Steve Bennett stevagewp at gmail.com
Wed May 17 17:35:31 UTC 2006

On 5/17/06, Erik Moeller <eloquence at gmail.com> wrote:
> The level is not a problem. I tend to agree that there's no such thing
> as overciting, though I'm sure someone will eventually WP:POINT out an
> exception to that rule. As you say, the problem is more with the
> nature of the sources used. Much of the article is currently sourced
> to a web site called "Megalithic Walks" which is only attributed to
> "Graham and Angela" and which does not, itself, cite sources.
> However, citing such amateur websites is perfectly fine -- it's
> basically one step above "citation needed" and tells other editors
> that it would be nice to have a more authoritative source for the
> claim (and also that it's OK to remove it if it is in dispute).

Yes, I feel that for a reader, knowing that the information that a given
stone circle is 23 metres wide came from an amateur website is a hell of a
lot more useful than just being told "this stone circle is 23 metres wide".
However I still have two unresolved problems:
a) How to elegantly express the fact that two different sources have
contradicting accounts. Do I write: This stone circle is 23 [1] or 28 [2]
metres wide, and ... or do I actually have to incorporate the metadata about
the sources into the body: The size of the stone circle is reported
differently in different accounts, as being either 23 [1] or 28 [2]

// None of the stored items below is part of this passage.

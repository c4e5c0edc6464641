//! Bootstrap calibration for small datasets
//!
//! How far a raw score is pulled toward its bucket's empirical rate depends
//! on how many labelled samples exist. With few samples the empirical rate
//! is noise, so it is smoothed with a Beta prior and blended with the raw
//! score instead of replacing it.

use crate::curve::{bucket_index, CalibrationSample};
use crate::error::{check_probability, CalibrationError, CalibrationResult};
use serde::{Deserialize, Serialize};
use tracing::debug;

/// Beta distribution prior over a bucket's success rate
#[derive(Debug, Clone, Copy, PartialEq, Serialize, Deserialize)]
pub struct BetaPrior {
    /// Prior pseudo-successes
    pub alpha: f64,
    /// Prior pseudo-failures
    pub beta: f64,
}

impl BetaPrior {
    /// Create a prior; both parameters must be positive
    pub fn new(alpha: f64, beta: f64) -> CalibrationResult<Self> {
        let prior = Self { alpha, beta };
        prior.validate()?;
        Ok(prior)
    }

    /// Beta(1, 1)
    pub fn uniform() -> Self {
        Self { alpha: 1.0, beta: 1.0 }
    }

    /// Beta(0.5, 0.5)
    pub fn jeffreys() -> Self {
        Self { alpha: 0.5, beta: 0.5 }
    }

    /// Prior mean `α / (α + β)`
    pub fn mean(&self) -> f64 {
        self.alpha / (self.alpha + self.beta)
    }

    fn validate(&self) -> CalibrationResult<()> {
        if !(self.alpha.is_finite() && self.alpha > 0.0) {
            return Err(CalibrationError::invalid("alpha", format!("must be positive, got {}", self.alpha)));
        }
        if !(self.beta.is_finite() && self.beta > 0.0) {
            return Err(CalibrationError::invalid("beta", format!("must be positive, got {}", self.beta)));
        }
        Ok(())
    }
}

/// Sample-size tier
#[derive(Debug, Clone, Copy, PartialEq, Eq, Serialize, Deserialize)]
#[serde(rename_all = "snake_case")]
pub enum BootstrapTier {
    /// Fewer than 10 samples: raw scores are used as-is
    Uncalibrated,
    /// 10 to 49 samples
    Sparse,
    /// 50 to 199 samples
    Moderate,
    /// 200 samples or more
    Full,
}

impl BootstrapTier {
    /// Tier for `sample_size` labelled samples
    pub fn for_sample_size(sample_size: usize) -> Self {
        match sample_size {
            0..=9 => BootstrapTier::Uncalibrated,
            10..=49 => BootstrapTier::Sparse,
            50..=199 => BootstrapTier::Moderate,
            _ => BootstrapTier::Full,
        }
    }

    /// Wire name of the tier
    pub fn as_str(&self) -> &'static str {
        match self {
            BootstrapTier::Uncalibrated => "uncalibrated",
            BootstrapTier::Sparse => "sparse",
            BootstrapTier::Moderate => "moderate",
            BootstrapTier::Full => "full",
        }
    }
}

/// Calibration settings chosen for a dataset size
#[derive(Debug, Clone, PartialEq, Serialize, Deserialize)]
#[serde(rename_all = "camelCase")]
pub struct BootstrapConfig {
    /// Tier the settings were chosen for
    pub tier: BootstrapTier,
    /// Number of labelled samples
    pub sample_size: usize,
    /// Blend weight `w` of the smoothed rate, `(1−w)·raw + w·smoothed`
    pub calibration_weight: f64,
    /// Prior used for smoothing
    pub prior: BetaPrior,
    /// Whether isotonic calibration is worth fitting
    pub use_isotonic: bool,
    /// Number of equal-width buckets
    pub bucket_count: usize,
    /// Observations a bucket needs before its rate is trusted
    pub min_samples_per_bucket: usize,
}

/// Choose calibration settings for `sample_size` labelled samples
///
/// # Examples
///
/// ```
/// use credence_calibration::{bootstrap_calibration, BootstrapTier};
///
/// let config = bootstrap_calibration(30);
/// assert_eq!(config.tier, BootstrapTier::Sparse);
/// assert_eq!(config.calibration_weight, 0.3);
/// assert!(!config.use_isotonic);
/// ```
pub fn bootstrap_calibration(sample_size: usize) -> BootstrapConfig {
    let tier = BootstrapTier::for_sample_size(sample_size);
    let config = match tier {
        BootstrapTier::Uncalibrated => BootstrapConfig {
            tier,
            sample_size,
            calibration_weight: 0.0,
            prior: BetaPrior::uniform(),
            use_isotonic: false,
            bucket_count: 1,
            min_samples_per_bucket: 10,
        },
        BootstrapTier::Sparse => BootstrapConfig {
            tier,
            sample_size,
            calibration_weight: 0.3,
            prior: BetaPrior { alpha: 2.0, beta: 2.0 },
            use_isotonic: false,
            bucket_count: (sample_size / 3).clamp(1, 5),
            min_samples_per_bucket: 3,
        },
        BootstrapTier::Moderate => BootstrapConfig {
            tier,
            sample_size,
            calibration_weight: 0.6,
            prior: BetaPrior::uniform(),
            use_isotonic: true,
            bucket_count: (sample_size / 5).min(10),
            min_samples_per_bucket: 5,
        },
        BootstrapTier::Full => BootstrapConfig {
            tier,
            sample_size,
            calibration_weight: 1.0,
            prior: BetaPrior::jeffreys(),
            use_isotonic: true,
            bucket_count: 10,
            min_samples_per_bucket: 10,
        },
    };

    debug!(
        sample_size,
        tier = tier.as_str(),
        buckets = config.bucket_count,
        weight = config.calibration_weight,
        "Selected bootstrap calibration tier"
    );

    config
}

/// Beta-Binomial posterior mean `(s + α) / (t + α + β)`
pub fn bayesian_smooth(successes: u64, total: u64, prior: &BetaPrior) -> CalibrationResult<f64> {
    if successes > total {
        return Err(CalibrationError::invalid(
            "successes",
            format!("{} exceeds total {}", successes, total),
        ));
    }
    prior.validate()?;
    Ok((successes as f64 + prior.alpha) / (total as f64 + prior.alpha + prior.beta))
}

/// Outcome counts for one bucket
#[derive(Debug, Clone, Copy, PartialEq, Eq, Default, Serialize, Deserialize)]
pub struct BucketCounts {
    /// Positive outcomes
    pub successes: u64,
    /// All outcomes
    pub total: u64,
}

impl BucketCounts {
    /// Count outcomes per bucket, `bucket_count` equal-width buckets
    ///
    /// Confidences must lie in [0, 1], as for
    /// [`compute_calibration_curve`](crate::compute_calibration_curve).
    pub fn from_samples(
        samples: &[CalibrationSample],
        bucket_count: usize,
    ) -> CalibrationResult<Vec<BucketCounts>> {
        let mut counts = vec![BucketCounts::default(); bucket_count];
        if bucket_count == 0 {
            return Ok(counts);
        }
        for sample in samples {
            check_probability("confidence", sample.confidence)?;
            let bucket = &mut counts[bucket_index(sample.confidence, bucket_count)];
            bucket.total += 1;
            if sample.outcome {
                bucket.successes += 1;
            }
        }
        Ok(counts)
    }
}

/// Calibrate a raw score from per-bucket counts
///
/// The bucket's rate is smoothed with the config's prior when it has at
/// least `min_samples_per_bucket` observations; otherwise the prior mean
/// stands in. The result is `(1−w)·raw + w·smoothed`.
pub fn apply_bootstrap_calibration(
    raw: f64,
    bucket_counts: &[BucketCounts],
    config: &BootstrapConfig,
) -> CalibrationResult<f64> {
    check_probability("raw", raw)?;
    check_probability("calibrationWeight", config.calibration_weight)?;

    let counts = if config.bucket_count == 0 {
        None
    } else {
        bucket_counts.get(bucket_index(raw, config.bucket_count))
    };

    let smoothed = match counts {
        Some(c) if c.total >= config.min_samples_per_bucket as u64 => {
            bayesian_smooth(c.successes, c.total, &config.prior)?
        }
        _ => {
            config.prior.validate()?;
            config.prior.mean()
        }
    };

    let w = config.calibration_weight;
    Ok(((1.0 - w) * raw + w * smoothed).clamp(0.0, 1.0))
}

#[cfg(test)]
mod tests {
    use super::*;

    #[test]
    fn test_tier_boundaries() {
        assert_eq!(bootstrap_calibration(0).tier, BootstrapTier::Uncalibrated);
        assert_eq!(bootstrap_calibration(9).tier, BootstrapTier::Uncalibrated);
        assert_eq!(bootstrap_calibration(10).tier, BootstrapTier::Sparse);
        assert_eq!(bootstrap_calibration(49).tier, BootstrapTier::Sparse);
        assert_eq!(bootstrap_calibration(50).tier, BootstrapTier::Moderate);
        assert_eq!(bootstrap_calibration(199).tier, BootstrapTier::Moderate);
        assert_eq!(bootstrap_calibration(200).tier, BootstrapTier::Full);
    }

    #[test]
    fn test_tier_settings() {
        let none = bootstrap_calibration(5);
        assert_eq!(none.calibration_weight, 0.0);
        assert!(!none.use_isotonic);

        let sparse = bootstrap_calibration(12);
        assert_eq!(sparse.prior, BetaPrior { alpha: 2.0, beta: 2.0 });
        assert_eq!(sparse.bucket_count, 4);
        assert_eq!(bootstrap_calibration(40).bucket_count, 5);

        let moderate = bootstrap_calibration(120);
        assert_eq!(moderate.calibration_weight, 0.6);
        assert!(moderate.use_isotonic);
        assert_eq!(moderate.bucket_count, 10);

        let full = bootstrap_calibration(1000);
        assert_eq!(full.calibration_weight, 1.0);
        assert_eq!(full.prior, BetaPrior::jeffreys());
    }

    #[test]
    fn test_bayesian_smooth() {
        assert_eq!(bayesian_smooth(0, 0, &BetaPrior::uniform()).unwrap(), 0.5);
        assert!((bayesian_smooth(8, 10, &BetaPrior::uniform()).unwrap() - 0.75).abs() < 1e-12);
        assert!(bayesian_smooth(11, 10, &BetaPrior::uniform()).is_err());
        assert!(bayesian_smooth(1, 2, &BetaPrior { alpha: 0.0, beta: 1.0 }).is_err());
        assert!(BetaPrior::new(1.0, -1.0).is_err());
    }

    #[test]
    fn test_bucket_counts_from_samples() {
        let samples = vec![
            CalibrationSample::new(0.1, true),
            CalibrationSample::new(0.2, false),
            CalibrationSample::new(1.0, true),
        ];
        let counts = BucketCounts::from_samples(&samples, 2).unwrap();
        assert_eq!(counts[0], BucketCounts { successes: 1, total: 2 });
        assert_eq!(counts[1], BucketCounts { successes: 1, total: 1 });
    }

    #[test]
    fn test_bucket_counts_reject_out_of_range_confidence() {
        for confidence in [f64::NAN, -0.1, 1.2] {
            let samples = vec![CalibrationSample::new(0.5, true), CalibrationSample::new(confidence, false)];
            assert!(matches!(
                BucketCounts::from_samples(&samples, 5),
                Err(CalibrationError::InvalidArgument { field: "confidence", .. })
            ));
        }
    }

    #[test]
    fn test_apply_blends_smoothed_rate() {
        let config = bootstrap_calibration(120);
        let mut counts = vec![BucketCounts::default(); config.bucket_count];
        counts[8] = BucketCounts { successes: 3, total: 8 };

        // (3 + 1) / (8 + 2) = 0.4; 0.4 * 0.85 + 0.6 * 0.4 = 0.58
        let calibrated = apply_bootstrap_calibration(0.85, &counts, &config).unwrap();
        assert!((calibrated - 0.58).abs() < 1e-12);
    }

    #[test]
    fn test_apply_thin_bucket_uses_prior_mean() {
        let config = bootstrap_calibration(30);
        let counts = vec![BucketCounts { successes: 1, total: 2 }; config.bucket_count];

        // 0.7 * 0.9 + 0.3 * 0.5
        let calibrated = apply_bootstrap_calibration(0.9, &counts, &config).unwrap();
        assert!((calibrated - 0.78).abs() < 1e-12);
    }

    #[test]
    fn test_apply_uncalibrated_returns_raw() {
        let config = bootstrap_calibration(3);
        assert_eq!(apply_bootstrap_calibration(0.42, &[], &config).unwrap(), 0.42);
        assert!(apply_bootstrap_calibration(1.5, &[], &config).is_err());
    }
}
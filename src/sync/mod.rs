//! Port synchronization controller
//!
//! Runs the poll -> compare -> update -> verify cycle on a fixed interval
//! and feeds the shared health state. Every steady-state failure is caught
//! at the cycle boundary; the next scheduled poll is the retry mechanism.

mod state;

pub use state::SyncState;

use crate::config::Config;
use crate::error::ApiError;
use crate::health::HealthState;
use std::time::Duration;
use tokio::time::{interval, sleep, MissedTickBehavior};
use tracing::{debug, info, warn};

/// Source of the VPN gateway's forwarded port
#[allow(async_fn_in_trait)]
pub trait GatewayApi {
    /// Query the currently forwarded port. One request, no internal retry.
    async fn forwarded_port(&self) -> Result<u16, ApiError>;
}

/// The torrent client's listening-port operations
#[allow(async_fn_in_trait)]
pub trait TorrentApi {
    /// Establish an authenticated session (no-op when auth is disabled)
    async fn login(&mut self) -> Result<(), ApiError>;
    /// Read the currently configured listening port
    async fn listening_port(&mut self) -> Result<u16, ApiError>;
    /// Request a listening-port change; does not confirm it took effect
    async fn set_listening_port(&mut self, port: u16) -> Result<(), ApiError>;
}

/// Outcome of a single sync cycle
#[derive(Debug, Clone, Copy, PartialEq, Eq)]
pub enum CycleOutcome {
    /// Ports already matched; nothing to do
    InSync,
    /// Port updated and verified within budget
    Updated,
    /// Cycle failed; health carries the reason
    Failed,
}

/// The synchronization controller
pub struct Controller<G, T> {
    gateway: G,
    torrent: T,
    health: HealthState,
    state: SyncState,
    poll_interval: Duration,
    verify_delay: Duration,
    verify_max_attempts: u32,
}

impl<G: GatewayApi, T: TorrentApi> Controller<G, T> {
    pub fn new(gateway: G, torrent: T, health: HealthState, config: &Config) -> Self {
        Self {
            gateway,
            torrent,
            health,
            state: SyncState::new(),
            poll_interval: config.poll_interval,
            verify_delay: config.verify_delay,
            verify_max_attempts: config.verify_max_attempts,
        }
    }

    /// Current sync state (read-only)
    pub fn state(&self) -> &SyncState {
        &self.state
    }

    /// Run the synchronization loop forever.
    ///
    /// Cadence is drift-free: ticks are spaced `poll_interval` apart measured
    /// from cycle start, so a slow cycle does not push the schedule back. A
    /// cycle that overruns the whole interval delays the next tick instead of
    /// bursting. The first tick fires immediately, which doubles as the
    /// initial sync right after startup.
    pub async fn run(&mut self) {
        let mut ticker = interval(self.poll_interval);
        ticker.set_missed_tick_behavior(MissedTickBehavior::Delay);

        info!(
            "sync loop starting, poll interval {}s",
            self.poll_interval.as_secs()
        );

        loop {
            ticker.tick().await;
            self.run_cycle().await;
        }
    }

    /// Perform one poll -> compare -> update -> verify cycle
    pub async fn run_cycle(&mut self) -> CycleOutcome {
        self.state.record_attempt();

        // Step 1: ground truth from the gateway. An unknown or out-of-range
        // port surfaces as an error here and is never compared against.
        let forwarded = match self.gateway.forwarded_port().await {
            Ok(port) => port,
            Err(e) => return self.fail(format!("gateway query failed: {e}")).await,
        };

        // Step 2: what the torrent client is actually listening on.
        let configured = match self.torrent.listening_port().await {
            Ok(port) => port,
            Err(e) => {
                return self
                    .fail(format!("torrent client query failed: {e}"))
                    .await
            },
        };

        // Step 3: steady state. No update call is made.
        if configured == forwarded {
            debug!("port unchanged ({configured})");
            self.succeed(forwarded, configured).await;
            return CycleOutcome::InSync;
        }

        info!("forwarded port changed: {configured} -> {forwarded}, updating torrent client");

        // Step 4: issue the update. On failure the next poll retries naturally.
        if let Err(e) = self.torrent.set_listening_port(forwarded).await {
            return self.fail(format!("port update failed: {e}")).await;
        }

        // Step 5: read back until the client reports the new port.
        for attempt in 1..=self.verify_max_attempts {
            sleep(self.verify_delay).await;

            match self.torrent.listening_port().await {
                Ok(port) if port == forwarded => {
                    info!("port updated to {forwarded}");
                    self.succeed(forwarded, port).await;
                    return CycleOutcome::Updated;
                },
                Ok(port) => {
                    debug!(
                        "port not yet applied (attempt {attempt}/{}): expected {forwarded}, got {port}",
                        self.verify_max_attempts
                    );
                },
                Err(e) => {
                    warn!(
                        "verification read failed (attempt {attempt}/{}): {e}",
                        self.verify_max_attempts
                    );
                },
            }
        }

        // Reported, not fatal: the reason names verification so an operator
        // can tell "update didn't take" from "can't reach dependency".
        self.fail(format!(
            "verification failed: port {forwarded} not confirmed after {} attempts",
            self.verify_max_attempts
        ))
        .await
    }

    async fn succeed(&mut self, forwarded: u16, configured: u16) {
        self.state.record_success(forwarded, configured);
        self.health.set_healthy().await;
    }

    async fn fail(&mut self, reason: String) -> CycleOutcome {
        let streak = self.state.record_failure();
        warn!("sync cycle failed ({streak} consecutive): {reason}");
        self.health.set_unhealthy(reason).await;
        CycleOutcome::Failed
    }
}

b) How to elegantly express the fact that I simply don't know something
which is pertinent. Wikipedia does not have a narrator's voice. A newspaper
might say "The Age was unable to determine the man's name", and a book or
blog might simply use "I". I feel it's misleading to say "The origins of the
rock are unknown" when surely someone *does* know them - but we (I) don't.